With special counsel Robert Mueller unveiling his first indictments and a plea deal in the Russia case, President Donald Trump should do what’s hardest for him — nothing.
The indictment of former Trump campaign manager Paul Manafort and his associate Rick Gates — together with news of a plea agreement with former Trump foreign-policy adviser George Papadopoulos — will generate a torrent of negative press coverage of the sort that drives Trump crazy.
His instinct to lash out is his worst enemy. Trump is at more peril from his own reaction than from any of the facts that have been uncovered by Mueller, congressional investigators or the press to this point. If he were to fire Mueller, he’d endanger his presidency — and perhaps over nothing.

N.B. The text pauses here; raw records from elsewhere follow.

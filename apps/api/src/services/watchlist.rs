//! Watchlist passthrough store
//!
//! The daemon only maps requests onto a store; the real watchlist lives with
//! the media library. [`MemoryWatchlist`] keeps entries for the lifetime of
//! the process.

use async_trait::async_trait;
use chrono::{DateTime, Utc};
use dashmap::DashMap;
use serde::{Deserialize, Serialize};

use crate::error::{ApiError, ApiResult};

/// One watched title, keyed by its IMDb id
#[derive(Debug, Clone, PartialEq, Serialize, Deserialize)]
pub struct WatchlistEntry {
    pub imdb_id: String,
    #[serde(skip_serializing_if = "Option::is_none")]
    pub title: Option<String>,
    /// `movie`, `show`, ...
    #[serde(skip_serializing_if = "Option::is_none")]
    pub kind: Option<String>,
    #[serde(skip_serializing_if = "Option::is_none")]
    pub year: Option<u16>,
    pub added_at: DateTime<Utc>,
}

/// Body of `POST /watchlist`
#[derive(Debug, Clone, Default, Deserialize)]
pub struct NewWatchlistEntry {
    #[serde(default)]
    pub imdb_id: Option<String>,
    #[serde(default)]
    pub title: Option<String>,
    #[serde(default)]
    pub kind: Option<String>,
    #[serde(default)]
    pub year: Option<u16>,
}

/// Check an IMDb-style identifier: `tt` followed by digits
pub fn validate_imdb_id(raw: Option<&str>) -> ApiResult<String> {
    let id = raw.map(str::trim).unwrap_or_default();
    if id.is_empty() {
        return Err(ApiError::ValidationError("imdb_id is required".to_string()));
    }
    let well_formed = id
        .strip_prefix("tt")
        .map(|digits| !digits.is_empty() && digits.chars().all(|c| c.is_ascii_digit()))
        .unwrap_or(false);
    if !well_formed {
        return Err(ApiError::ValidationError(format!(
            "imdb_id must look like tt0123456, got '{}'",
            id
        )));
    }
    Ok(id.to_string())
}

impl NewWatchlistEntry {
    /// Validate and stamp the entry
    pub fn into_entry(self, now: DateTime<Utc>) -> ApiResult<WatchlistEntry> {
        let imdb_id = validate_imdb_id(self.imdb_id.as_deref())?;
        Ok(WatchlistEntry {
            imdb_id,
            title: self.title.filter(|t| !t.trim().is_empty()),
            kind: self.kind.map(|k| k.to_lowercase()),
            year: self.year,
            added_at: now,
        })
    }
}

/// Storage behind the watchlist routes
#[async_trait]
pub trait WatchlistStore: Send + Sync {
    async fn list(&self) -> ApiResult<Vec<WatchlistEntry>>;

    async fn get(&self, imdb_id: &str) -> ApiResult<Option<WatchlistEntry>>;

    /// Insert or update; an existing entry keeps its `added_at`
    async fn upsert(&self, entry: WatchlistEntry) -> ApiResult<WatchlistEntry>;

    /// Returns whether an entry was removed
    async fn remove(&self, imdb_id: &str) -> ApiResult<bool>;
}

/// In-process watchlist
#[derive(Debug, Default)]
pub struct MemoryWatchlist {
    entries: DashMap<String, WatchlistEntry>,
}

impl MemoryWatchlist {
    pub fn new() -> Self {
        Self::default()
    }

    pub fn len(&self) -> usize {
        self.entries.len()
    }

    pub fn is_empty(&self) -> bool {
        self.entries.is_empty()
    }
}

#[async_trait]
impl WatchlistStore for MemoryWatchlist {
    async fn list(&self) -> ApiResult<Vec<WatchlistEntry>> {
        let mut entries: Vec<WatchlistEntry> =
            self.entries.iter().map(|e| e.value().clone()).collect();
        entries.sort_by(|a, b| {
            a.added_at
                .cmp(&b.added_at)
                .then_with(|| a.imdb_id.cmp(&b.imdb_id))
        });
        Ok(entries)
    }

    async fn get(&self, imdb_id: &str) -> ApiResult<Option<WatchlistEntry>> {
        Ok(self.entries.get(imdb_id).map(|e| e.value().clone()))
    }

    async fn upsert(&self, mut entry: WatchlistEntry) -> ApiResult<WatchlistEntry> {
        let mut slot = self
            .entries
            .entry(entry.imdb_id.clone())
            .or_insert_with(|| entry.clone());
        entry.added_at = slot.added_at;
        *slot = entry.clone();
        Ok(entry)
    }

    async fn remove(&self, imdb_id: &str) -> ApiResult<bool> {
        Ok(self.entries.remove(imdb_id).is_some())
    }
}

The proverbial net, as far as we know, isn’t closing in. The indictment of Manafort is about Manafort, namely his shady lobbying business. He had long crossed over into the netherworld of representing foreign malefactors and shouldn’t have been allowed within 100 miles of an American presidential election. That he ran the Trump campaign for a crucial period in the summer of 2016 speaks to the campaign’s desperation for talent at that point — a disreputable hired gun that no other Republican campaign would have considered hiring brought a note of professionalism to the operation.
There is no suggestion in the indictment that any of Manafort’s alleged wrongdoing, which dates back to 2006, had anything to do with the campaign. He failed to register as a foreign lobbyist for his work for Ukrainian political players, a fairly common offense among lobbyists that is usually remedied by an amended filing. He also is accused of laundering millions of dollars from his Ukrainian bounty to escape the notice of American authorities.
Unless Manafort knows details of a collusion scheme that we have no evidence of yet and is about to flip (no sign of that, either), none of this need directly affect Trump. If Manafort is innocent, he’s a dirty lobbyist who just barely stayed on the right side of the law; if he’s guilty, he’s a dirty lobbyist who also committed crimes.
As for George Papadopoulos, his plea for lying to the FBI actually involves his work for the campaign. He misled investigators about the timing and nature of his contacts with Russians who wanted to set up a Vladimir Putin-Donald Trump meeting and spoke of dirt on Hillary Clinton. This is suggestive, but Papadopoulos was a bit player, and it’s not clear the talk went anywhere.
If Trump fired Mueller in reaction to all this, he would take a matter that now is at the edges of his world — Manafort has already been gingerly tossed under the bus, and no one knows Papadopoulos — and make it a truly all-consuming crisis. And for what? As a practical matter, there is no way to end the investigation. If Mueller is dismissed, all the special counsel’s materials will presumably be handed over to Congress, and he would, at some point, be a lead witness in impeachment hearings.
The option of pre-emptively pardoning everyone targeted by Mueller also is foolhardy. A Trump pardon of Manafort would associate the president with the lobbyist’s alleged malfeasance when the point should be to establish distance, and would convince everyone that Trump has something explosive to hide.
The calculus here isn’t complicated. If Trump is guilty of serious wrongdoing, there is nothing he can do to stop it from being uncovered. If, on the other hand, he’s innocent, firing Mueller would be a catastrophic error.
The proximate cause of Trump’s ouster of James Comey appears to have been Trump’s irritation that the FBI director wouldn’t publicly state that Trump wasn’t under investigation. So Trump acted out of pique and made things much worse for himself — in fact, got the special counsel probe.
If the president wants to repeat that unhappy experience, he should ax Mueller or issue a barrage of pardons. Otherwise, he should sit tight.